Additionally, leopard bones, two claws and illegal guns were also seized from the accused Appa Vishnu Gaikwad, Maruti Vishnu Gaikwad and Yashwant Vishnu Kate. During the interrogation it emerged that Appa shot the leopard on January 2, 2013. Guns and knives were subsequently recovered from his residence. He then took the team to an area nearby and dug up the leopard bones.

File photo: Interrogating the accused revealed that the
leopard had been killed in January this year

The three have been booked under the Wild Life (Protection) Act 1972, under Sections 9, 39, 40, 49, 51 and under Section 26 (1) b of the Forest Act. Allegedly, Appa Gaikwad had been selling bush meat for the past seven years and had apparently poached more than 200 wild animals, including deer and wild boar.
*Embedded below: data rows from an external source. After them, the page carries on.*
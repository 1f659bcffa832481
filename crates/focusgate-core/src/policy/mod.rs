//! Site-access policy.
//!
//! - Hostname normalization for list entries and navigation checks
//! - Block/allow list editing and the allow/block decision
//! - Compilation of the lists into declarative redirect rules

mod engine;
mod normalize;
mod rules;

pub use engine::{BlockingMode, Decision, ListEdit, PolicyEngine, PolicyState};
pub use normalize::{is_internal_page, normalize};
pub use rules::{
    compile_rules, InterceptionRule, Redirect, ResourceType, RuleAction, RuleCondition, RuleSet,
    CATCH_ALL_FILTER,
};
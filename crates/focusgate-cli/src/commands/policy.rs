use clap::Subcommand;
use focusgate_core::session::Command;
use focusgate_core::BlockingMode;

#[derive(Subcommand)]
pub enum PolicyAction {
    /// Add a site to the block list (takes it off the allow list)
    Block { site: String },
    /// Remove a site from the block list
    Unblock { site: String },
    /// Add a site to the allow list (takes it off the block list)
    Allow { site: String },
    /// Remove a site from the allow list
    Disallow { site: String },
    /// Choose how the lists are applied (blocklist or allowlist)
    Mode { mode: BlockingMode },
    /// Replace both lists at once
    Replace {
        /// Sites to block (repeatable)
        #[arg(long = "block")]
        blocked: Vec<String>,
        /// Sites to allow (repeatable)
        #[arg(long = "allow")]
        allowed: Vec<String>,
        #[arg(long)]
        mode: Option<BlockingMode>,
    },
    /// Print the lists and mode as JSON
    Show,
    /// Would a navigation to this URL be blocked right now?
    Check { url: String },
}

impl From<PolicyAction> for Command {
    fn from(action: PolicyAction) -> Self {
        match action {
            PolicyAction::Block { site } => Command::AddToBlockList { site },
            PolicyAction::Unblock { site } => Command::RemoveFromBlockList { site },
            PolicyAction::Allow { site } => Command::AddToAllowList { site },
            PolicyAction::Disallow { site } => Command::RemoveFromAllowList { site },
            PolicyAction::Mode { mode } => Command::SetBlockingMode { mode },
            PolicyAction::Replace {
                blocked,
                allowed,
                mode,
            } => Command::UpdateWebsiteRules {
                blocked_sites: blocked,
                allowed_sites: allowed,
                blocking_mode: mode,
            },
            PolicyAction::Show => Command::GetPolicyState,
            PolicyAction::Check { url } => Command::CheckNavigation { url },
        }
    }
}

pub async fn run(action: PolicyAction) -> Result<(), Box<dyn std::error::Error>> {
    super::one_shot(action.into()).await
}
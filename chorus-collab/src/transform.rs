//! Operational-transformation engine for concurrent text edits.
//!
//! The transform rebases one client operation against one committed server
//! operation so that both edits can be applied in server order on every
//! replica and still preserve each author's intention:
//!
//! ```text
//!          doc @ v                      doc @ v
//!            │                            │
//!      O_server (committed)          O_client (stale)
//!            │                            │
//!            ▼                            ▼
//!          doc @ v+1   ◄── transform(O_client, O_server)
//! ```
//!
//! The walk consumes both component lists with two cursors, taking the
//! minimum overlapping length at each step. Concurrent inserts at the same
//! position are ordered server-first, client-second — arbitrary, but every
//! replica applies the same rule so all replicas converge.
//!
//! Pure computation: no I/O, no shared state, no allocation beyond the
//! output vector.
//!
//! Reference: Ellis & Gibbs — Concurrency Control in Groupware Systems

use serde::{Deserialize, Serialize};
use std::time::SystemTime;
use uuid::Uuid;

/// A single edit component, addressed in characters.
///
/// Closed sum type: every consumption site matches exhaustively so a new
/// variant cannot silently fall through.
#[derive(Debug, Clone, PartialEq, Eq, Serialize, Deserialize)]
pub enum OperationComponent {
    /// Skip `n` characters of the document unchanged.
    Retain(u64),
    /// Insert the given text at the current position (empty text is legal).
    Insert(String),
    /// Delete `n` characters at the current position.
    Delete(u64),
}

impl OperationComponent {
    /// Character length of an insert payload.
    pub fn text_len(text: &str) -> u64 {
        text.chars().count() as u64
    }

    /// True for `Retain(0)`, `Delete(0)` and `Insert("")`.
    pub fn is_empty(&self) -> bool {
        match self {
            OperationComponent::Retain(n) => *n == 0,
            OperationComponent::Insert(text) => text.is_empty(),
            OperationComponent::Delete(n) => *n == 0,
        }
    }
}

/// An edit operation against a specific document version.
///
/// Immutable once committed: the log stores the operation exactly as
/// appended, keyed by `(document_id, base_version)`.
#[derive(Debug, Clone, PartialEq, Serialize, Deserialize)]
pub struct Operation {
    /// Client-assigned operation ID (stable across rebases).
    pub id: Uuid,
    /// Document this operation edits.
    pub document_id: Uuid,
    /// Author.
    pub user_id: Uuid,
    /// Document version the operation was composed against.
    pub base_version: u64,
    /// Milliseconds since epoch, stamped when the server first sees the op.
    pub timestamp: u64,
    /// Ordered edit components.
    pub components: Vec<OperationComponent>,
}

impl Operation {
    /// Create a new operation stamped with the current wall clock.
    pub fn new(
        id: Uuid,
        document_id: Uuid,
        user_id: Uuid,
        base_version: u64,
        components: Vec<OperationComponent>,
    ) -> Self {
        let timestamp = SystemTime::now()
            .duration_since(SystemTime::UNIX_EPOCH)
            .unwrap_or_default()
            .as_millis() as u64;
        Self {
            id,
            document_id,
            user_id,
            base_version,
            timestamp,
            components,
        }
    }
}

/// Rebase `client` against a committed `server` operation.
///
/// The result assumes the document state *after* `server` was applied:
/// `base_version` advances to `server.base_version + 1` and the components
/// are rewritten by [`transform_components`]. Identity fields and the
/// timestamp are preserved — a rebase changes where an edit lands, not who
/// made it or when.
pub fn transform(client: &Operation, server: &Operation) -> Operation {
    Operation {
        id: client.id,
        document_id: client.document_id,
        user_id: client.user_id,
        base_version: server.base_version + 1,
        timestamp: client.timestamp,
        components: transform_components(&client.components, &server.components),
    }
}

/// Rewrite `client` components to apply after `server` components.
///
/// Walks both lists with two cursors, consuming the minimum overlapping
/// length at each step. A partially consumed component is replaced in-place
/// by its remainder for the next iteration.
///
/// Exhaustion is asymmetric: once the client list is exhausted iteration
/// stops — the server's remaining components were already reflected in the
/// document when the server operation committed. Once the server list is
/// exhausted, remaining client components are appended verbatim.
pub fn transform_components(
    client: &[OperationComponent],
    server: &[OperationComponent],
) -> Vec<OperationComponent> {
    use OperationComponent::{Delete, Insert, Retain};

    let mut result = Vec::with_capacity(client.len() + server.len());

    // Cursor state: head component remainders, advanced as they are consumed.
    let mut client_iter = client.iter().cloned();
    let mut server_iter = server.iter().cloned();
    let mut client_head = client_iter.next();
    let mut server_head = server_iter.next();

    loop {
        let c = match client_head.take() {
            Some(c) => c,
            // Client exhausted: stop. The server's own tail is not re-emitted.
            None => break,
        };

        let s = match server_head.take() {
            Some(s) => s,
            None => {
                // Server exhausted: pass the rest of the client through verbatim.
                result.push(c);
                result.extend(client_iter.by_ref());
                break;
            }
        };

        // Zero-length components carry no positional weight. Client zeros
        // pass through to the output; server zeros are skipped. Consuming
        // them up-front keeps the min-length arithmetic from stalling.
        if matches!(c, Retain(0) | Delete(0)) {
            result.push(c);
            client_head = client_iter.next();
            server_head = Some(s);
            continue;
        }
        if matches!(s, Retain(0) | Delete(0)) || matches!(&s, Insert(t) if t.is_empty()) {
            client_head = Some(c);
            server_head = server_iter.next();
            continue;
        }

        match (c, s) {
            (Retain(m), Retain(n)) => {
                let k = m.min(n);
                result.push(Retain(k));
                client_head = remainder_count(Retain(m), k).or_else(|| client_iter.next());
                server_head = remainder_count(Retain(n), k).or_else(|| server_iter.next());
            }

            (c @ Retain(_), Insert(text)) => {
                // The server inserted text the client has not seen: skip it.
                result.push(Retain(OperationComponent::text_len(&text)));
                client_head = Some(c);
                server_head = server_iter.next();
            }

            (Retain(m), Delete(n)) => {
                // The server already removed these characters; nothing to
                // retain on the client side.
                let k = m.min(n);
                client_head = remainder_count(Retain(m), k).or_else(|| client_iter.next());
                server_head = remainder_count(Delete(n), k).or_else(|| server_iter.next());
            }

            (Insert(text), Insert(other)) => {
                // Same-position insert: server first, client second.
                result.push(Retain(OperationComponent::text_len(&other)));
                result.push(Insert(text));
                client_head = client_iter.next();
                server_head = server_iter.next();
            }

            (Insert(text), s) => {
                // Client insert lands before whatever the server did here.
                result.push(Insert(text));
                client_head = client_iter.next();
                server_head = Some(s);
            }

            (Delete(m), Retain(n)) => {
                let k = m.min(n);
                result.push(Delete(k));
                client_head = remainder_count(Delete(m), k).or_else(|| client_iter.next());
                server_head = remainder_count(Retain(n), k).or_else(|| server_iter.next());
            }

            (c @ Delete(_), Insert(text)) => {
                // Skip over the server's insert, keep deleting afterwards.
                result.push(Retain(OperationComponent::text_len(&text)));
                client_head = Some(c);
                server_head = server_iter.next();
            }

            (Delete(m), Delete(n)) => {
                // Both sides deleted the same characters: the server's
                // delete already happened, drop the overlap.
                let k = m.min(n);
                client_head = remainder_count(Delete(m), k).or_else(|| client_iter.next());
                server_head = remainder_count(Delete(n), k).or_else(|| server_iter.next());
            }
        }
    }

    result
}

/// Remainder of a counted component after consuming `k` characters.
///
/// Returns `None` when fully consumed. Insert components are never
/// partially consumed, so only `Retain`/`Delete` appear here.
fn remainder_count(component: OperationComponent, k: u64) -> Option<OperationComponent> {
    match component {
        OperationComponent::Retain(n) if n > k => Some(OperationComponent::Retain(n - k)),
        OperationComponent::Delete(n) if n > k => Some(OperationComponent::Delete(n - k)),
        _ => None,
    }
}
Maruti Gaikwad, the youngest of the gang, allegedly confessed to putting a number of snares in various forests so as to catch at least one animal per hunt. These crude devices are being used at an alarming rate in many jungles of the country and have led to miserable deaths of many animals. During a Rapid Action Project done in Bandipur National Park for 8 months in 2012, over 200 snares were removed just by regular foot patrolling.

After the arrest of the three men, a police constable and two others were arrested with the other two claws of the leopard after Maruti Gaikwad confessed selling it to them. There was a crackdown on all leads to more possible poached articles and in a matter of days, a completely burnt animal skin was retrieved, believed to be that of another leopard, in the possession of two of Appa’s associates. The skin has been sent for forensic testing. All eight accused are out on bail right now, with the date of the court hearing to be set soon.